A partir de ahí empiezo a conocer, porque él me lo descubre, a Ramana Maharshi. Descubro el camino de la no-dualidad. Entro en un conflicto ideológico. Se me van rompiendo esquemas y es cuando veo que quiero compartir la vida de los monjes. Voy a Monserrat, quiero hacer la experiencia monástica, pero siento que mi vida, a la larga, no está ahí. Me imaginaba más bien viviendo como monje en la India. Es un proceso de ir descubriendo quién soy yo realmente, más allá de lo doctrinal. Luego voy teniendo contacto con jóvenes; surge una comunidad y entonces empiezo a cuestionarme muchas cosas. Comienzo un proceso de trabajo psicológico y hago terapia. Empiezan a caerme esquemas: el compromiso entendido como una obligación psicológica que tú te pones. Me fui dando cuenta de que el verdadero compromiso es contigo mismo: con la Vida. Y a partir de ahí se concreta todo lo demás y si se han de  cambiar cosas, pues se cambia y no pasa nada. Me costó muchísimo, porque me había ordenado sacerdote. Con la cuestión del celibato, me sentí estafado, porque me habían relacionado el celibato con la radicalidad respecto a Dios y fui percibiéndolo bajo una perspectiva diferente; otra cosa es la armonía, la libertad, la relación interpersonal, pero todo eso uno lo va aprendiendo; no nace enseñado y la sexualidad es un aprendizaje, pero yo la había vivido como una castración en aras de vivir a  Dios. Me sentí engañado a los 35 años.

Luego viene Tony de Mello y eso fue el gran descubrimiento. Estuve con él dos meses en la India y sentí un gran respiro. Todo lo que yo intuía, pero que no tenía a nadie para compartirlo, pude hacerlo con este hombre que lo entendía todo, y no sólo lo entendía, sino que lo vivía en un entorno de curas y monjas. Allí todo se hablaba, todo se compartía y… ¡Uff, qué oxigenación! Entonces yo vuelvo de allí con una gran convicción: “¡Ya no me vuelven a hacer comulgar con ruedas de molino!” Llego aquí y me encuentro de nuevo con la Iglesia jerárquica y descubro que ya no me interesa, que esa Iglesia no me transmite libertad.

Estuve diez años de párroco en un pueblecito rural y en la misma parroquia fue creándose una especie de “ashram”. Celebraba mis misas, estudié psicología, pero como me sentía desajustado en cuanto a mi vinculación con el mundo clerical con el que me tocaba convivir, sufrí interiormente mucho, hasta que al final tuve el convencimiento interior que esa etapa se había acabado y me fui.

 

Estos procesos nunca son lineales.
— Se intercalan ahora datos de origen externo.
//! End-to-end relay tests over real WebSocket connections.
//!
//! Each test binds an ephemeral port, so tests run in parallel without
//! interference.

use std::net::SocketAddr;
use std::sync::Arc;
use std::time::Duration;

use futures::{SinkExt, StreamExt};
use tokio::net::{TcpListener, TcpStream};
use tokio_tungstenite::tungstenite::Message;
use tokio_tungstenite::{MaybeTlsStream, WebSocketStream};

use syncroom_protocol::{Frame, PresenceDelta, Replica, UpdateOrigin, YDocument};
use syncroom_relay::persist::MemoryStore;
use syncroom_relay::registry::RoomRegistry;
use syncroom_relay::ws;

type Ws = WebSocketStream<MaybeTlsStream<TcpStream>>;

const SAVE_DEBOUNCE: Duration = Duration::from_millis(50);

async fn start_relay(store: Arc<MemoryStore>) -> SocketAddr {
    start_relay_with(store, Duration::from_secs(30)).await.0
}

async fn start_relay_with(
    store: Arc<MemoryStore>,
    ping_interval: Duration,
) -> (SocketAddr, Arc<RoomRegistry>) {
    let listener = TcpListener::bind("127.0.0.1:0").await.unwrap();
    let addr = listener.local_addr().unwrap();
    let registry = RoomRegistry::new(store, SAVE_DEBOUNCE);
    let serve_registry = registry.clone();
    tokio::spawn(async move {
        let _ = ws::serve(listener, serve_registry, ping_interval, Duration::from_secs(30)).await;
    });
    (addr, registry)
}

async fn connect(addr: SocketAddr, room: &str) -> Ws {
    let (ws, _response) = tokio_tungstenite::connect_async(format!("ws://{addr}/{room}"))
        .await
        .unwrap();
    // Give the server a moment to finish attaching the session
    tokio::time::sleep(Duration::from_millis(50)).await;
    ws
}

async fn recv_binary(ws: &mut Ws) -> Vec<u8> {
    loop {
        let msg = tokio::time::timeout(Duration::from_secs(5), ws.next())
            .await
            .expect("timed out waiting for frame")
            .expect("stream ended")
            .expect("websocket error");
        if let Message::Binary(bytes) = msg {
            return bytes;
        }
    }
}

/// Assert no binary frame arrives for a while; control frames are ignored.
async fn expect_silence(ws: &mut Ws) {
    let deadline = tokio::time::Instant::now() + Duration::from_millis(300);
    loop {
        let remaining = deadline.saturating_duration_since(tokio::time::Instant::now());
        if remaining.is_zero() {
            return;
        }
        match tokio::time::timeout(remaining, ws.next()).await {
            Err(_) => return,
            Ok(Some(Ok(Message::Binary(bytes)))) => {
                panic!("expected no frame, got {} bytes", bytes.len());
            }
            Ok(_) => {}
        }
    }
}

fn make_update(content: &str) -> Vec<u8> {
    let mut doc = YDocument::new();
    let text = doc.text("content");
    doc.edit(|txn| {
        use yrs::Text;
        text.insert(txn, 0, content);
    })
}

fn doc_content(update: &[u8]) -> String {
    use yrs::GetString;
    let mut doc = YDocument::new();
    doc.apply_update(update, UpdateOrigin::Remote).unwrap();
    let text = doc.text("content");
    let txn = doc.transact();
    text.get_string(&txn)
}

#[tokio::test]
async fn update_reaches_other_sessions_in_room() {
    let addr = start_relay(Arc::new(MemoryStore::new())).await;
    let mut alice = connect(addr, "doc1").await;
    let mut bob = connect(addr, "doc1").await;

    let update = make_update("hello");
    alice
        .send(Message::Binary(Frame::Doc(update).encode()))
        .await
        .unwrap();

    let frame = recv_binary(&mut bob).await;
    let Frame::Doc(payload) = Frame::decode(&frame).unwrap() else {
        panic!("expected doc frame");
    };
    assert_eq!(doc_content(&payload), "hello");
}

#[tokio::test]
async fn late_joiner_gets_full_state_first() {
    let addr = start_relay(Arc::new(MemoryStore::new())).await;
    let mut alice = connect(addr, "doc1").await;

    alice
        .send(Message::Binary(Frame::Doc(make_update("early bird")).encode()))
        .await
        .unwrap();
    tokio::time::sleep(Duration::from_millis(100)).await;

    let mut bob = connect(addr, "doc1").await;
    let frame = recv_binary(&mut bob).await;
    let Frame::Doc(payload) = Frame::decode(&frame).unwrap() else {
        panic!("expected doc frame");
    };
    assert_eq!(doc_content(&payload), "early bird");
}

#[tokio::test]
async fn empty_room_sends_no_initial_state() {
    let addr = start_relay(Arc::new(MemoryStore::new())).await;
    let mut alice = connect(addr, "doc1").await;
    expect_silence(&mut alice).await;
}

#[tokio::test]
async fn rooms_are_isolated() {
    let addr = start_relay(Arc::new(MemoryStore::new())).await;
    let mut alice = connect(addr, "room-a").await;
    let mut bob = connect(addr, "room-b").await;

    alice
        .send(Message::Binary(Frame::Doc(make_update("private")).encode()))
        .await
        .unwrap();

    expect_silence(&mut bob).await;
}

#[tokio::test]
async fn sender_does_not_get_its_own_update_back() {
    let addr = start_relay(Arc::new(MemoryStore::new())).await;
    let mut alice = connect(addr, "doc1").await;
    let _bob = connect(addr, "doc1").await;

    alice
        .send(Message::Binary(Frame::Doc(make_update("mine")).encode()))
        .await
        .unwrap();

    expect_silence(&mut alice).await;
}

#[tokio::test]
async fn malformed_frames_do_not_break_the_session() {
    let addr = start_relay(Arc::new(MemoryStore::new())).await;
    let mut alice = connect(addr, "doc1").await;
    let mut bob = connect(addr, "doc1").await;

    // Unknown kind byte, empty message, truncated doc payload
    alice.send(Message::Binary(vec![9, 9, 9])).await.unwrap();
    alice.send(Message::Binary(vec![])).await.unwrap();
    alice.send(Message::Binary(vec![0, 0xde])).await.unwrap();

    // The session survives and later valid traffic still relays
    alice
        .send(Message::Binary(Frame::Doc(make_update("still here")).encode()))
        .await
        .unwrap();

    let frame = recv_binary(&mut bob).await;
    let Frame::Doc(payload) = Frame::decode(&frame).unwrap() else {
        panic!("expected doc frame");
    };
    assert_eq!(doc_content(&payload), "still here");
}

#[tokio::test]
async fn presence_publish_reaches_peers_and_replays_to_late_joiners() {
    let addr = start_relay(Arc::new(MemoryStore::new())).await;
    let mut alice = connect(addr, "doc1").await;
    let mut bob = connect(addr, "doc1").await;

    let mut fields = std::collections::BTreeMap::new();
    fields.insert("name".to_string(), serde_json::json!("alice"));
    let publish = PresenceDelta::Publish { client: 42, fields };
    alice
        .send(Message::Binary(Frame::Presence(publish.encode()).encode()))
        .await
        .unwrap();

    let frame = recv_binary(&mut bob).await;
    let Frame::Presence(payload) = Frame::decode(&frame).unwrap() else {
        panic!("expected presence frame");
    };
    assert_eq!(PresenceDelta::decode(&payload).unwrap().client(), 42);

    // A later joiner sees the current presence without anyone republishing
    let mut carol = connect(addr, "doc1").await;
    let frame = recv_binary(&mut carol).await;
    let Frame::Presence(payload) = Frame::decode(&frame).unwrap() else {
        panic!("expected presence replay");
    };
    let PresenceDelta::Publish { client, fields } = PresenceDelta::decode(&payload).unwrap() else {
        panic!("expected publish");
    };
    assert_eq!(client, 42);
    assert_eq!(fields.get("name"), Some(&serde_json::json!("alice")));
}

#[tokio::test]
async fn disconnect_broadcasts_presence_leave() {
    let addr = start_relay(Arc::new(MemoryStore::new())).await;
    let mut alice = connect(addr, "doc1").await;
    let mut bob = connect(addr, "doc1").await;

    let mut fields = std::collections::BTreeMap::new();
    fields.insert("name".to_string(), serde_json::json!("alice"));
    alice
        .send(Message::Binary(
            Frame::Presence(PresenceDelta::Publish { client: 7, fields }.encode()).encode(),
        ))
        .await
        .unwrap();
    // Bob sees the publish first
    let _ = recv_binary(&mut bob).await;

    alice.close(None).await.unwrap();

    let frame = recv_binary(&mut bob).await;
    let Frame::Presence(payload) = Frame::decode(&frame).unwrap() else {
        panic!("expected presence frame");
    };
    let PresenceDelta::Leave { client } = PresenceDelta::decode(&payload).unwrap() else {
        panic!("expected leave");
    };
    assert_eq!(client, 7);
}

#[tokio::test]
async fn unresponsive_session_is_terminated_and_its_presence_expired() {
    let (addr, registry) =
        start_relay_with(Arc::new(MemoryStore::new()), Duration::from_millis(200)).await;
    let mut observer = connect(addr, "doc1").await;
    let mut zombie = connect(addr, "doc1").await;

    let mut fields = std::collections::BTreeMap::new();
    fields.insert("name".to_string(), serde_json::json!("zombie"));
    zombie
        .send(Message::Binary(
            Frame::Presence(PresenceDelta::Publish { client: 5, fields }.encode()).encode(),
        ))
        .await
        .unwrap();
    let _ = recv_binary(&mut observer).await;

    // The zombie stops reading from here on, so the server's pings are
    // never answered and the session must be forcibly terminated

    let frame = recv_binary(&mut observer).await;
    let Frame::Presence(payload) = Frame::decode(&frame).unwrap() else {
        panic!("expected presence frame");
    };
    let PresenceDelta::Leave { client } = PresenceDelta::decode(&payload).unwrap() else {
        panic!("expected leave");
    };
    assert_eq!(client, 5);

    let room = registry.get_or_create("doc1").await;
    assert_eq!(room.session_count(), 1);
    assert_eq!(room.presence_count(), 0);
}

#[tokio::test]
async fn disconnect_expires_every_client_the_session_published() {
    let addr = start_relay(Arc::new(MemoryStore::new())).await;
    let mut alice = connect(addr, "doc1").await;
    let mut bob = connect(addr, "doc1").await;

    // One connection publishing under two client ids
    for client in [5u64, 6] {
        let mut fields = std::collections::BTreeMap::new();
        fields.insert("name".to_string(), serde_json::json!(format!("c{client}")));
        alice
            .send(Message::Binary(
                Frame::Presence(PresenceDelta::Publish { client, fields }.encode()).encode(),
            ))
            .await
            .unwrap();
        let _ = recv_binary(&mut bob).await;
    }

    alice.close(None).await.unwrap();

    let mut gone = std::collections::HashSet::new();
    for _ in 0..2 {
        let frame = recv_binary(&mut bob).await;
        let Frame::Presence(payload) = Frame::decode(&frame).unwrap() else {
            panic!("expected presence frame");
        };
        let PresenceDelta::Leave { client } = PresenceDelta::decode(&payload).unwrap() else {
            panic!("expected leave");
        };
        gone.insert(client);
    }
    assert_eq!(gone, std::collections::HashSet::from([5u64, 6]));
}

#[tokio::test]
async fn snapshots_survive_a_relay_restart() {
    let store = Arc::new(MemoryStore::new());

    let addr = start_relay(store.clone()).await;
    let mut alice = connect(addr, "doc1").await;
    alice
        .send(Message::Binary(Frame::Doc(make_update("durable")).encode()))
        .await
        .unwrap();
    // Wait out the debounce window so the snapshot lands in the store
    tokio::time::sleep(SAVE_DEBOUNCE * 4).await;
    alice.close(None).await.unwrap();

    // A fresh relay over the same store: the room comes back hydrated
    let addr = start_relay(store).await;
    let mut bob = connect(addr, "doc1").await;
    // The load is async, so the state may arrive as the initial sync or as
    // a broadcast shortly after
    let frame = recv_binary(&mut bob).await;
    let Frame::Doc(payload) = Frame::decode(&frame).unwrap() else {
        panic!("expected doc frame");
    };
    assert_eq!(doc_content(&payload), "durable");
}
Hay rupturas.

Hay momentos que suponen saltos, por dentro y por fuera, pero cada persona es única. Ciertamente hay saltos interiores de despertar y circunstancias exteriores que te dan una sacudida, que te ponen en una tesitura de tomar una decisión, de moverte. No es fácil, es un camino doloroso.

 

Lo que te mantiene en este proceso ¿son las experiencias vividas o es el convencimiento?

Yo soy un dubitativo permanente. Para mí el criterio siempre ha sido ponerme en el silencio: “No soy nada, no puedo nada; guíame”. Luego se trata de estar atento y vas viviendo: es un fluir; ahora intuyes una cosa, después observas otra…Hay una imagen que a mí me ayuda mucho. Es el embarazo. Fíjate: la mujer embarazada sabe que la vida le ha cambiado, ya no es sólo ella, está gestando algo y ya querría verle la cara, pero ha de esperar el momento adecuado. Ha de esperar el kairós, el momento adecuado. Si quieres ver la cara de la criatura antes de tiempo la vas a matar; va a nacer muerta. Si te esperas más tiempo del necesario también te va a nacer muerta o te va a matar a ti; la criatura ha de nacer cuando toca. A mí me ayuda esta imagen, porque soy un impaciente; cuando veo una cosa en mi cabeza quiero realizarla enseguida; pero no, me digo a mi mismo: “gesta, gesta; estate embarazado”, espera el momento, porque algo -el Ser, Dios, dile como quieras- tiene mucha más perspectiva que tú del cuándo y el cómo. Tú intuyes lo que va a pasar, pero deja que vaya fluyendo. Para mí eso ha sido un ejercicio muy duro, aprender a decirme constantemente: “Ahora no toca, ahora no toca”. Sabes que llegará, pero en ese momento aún no toca.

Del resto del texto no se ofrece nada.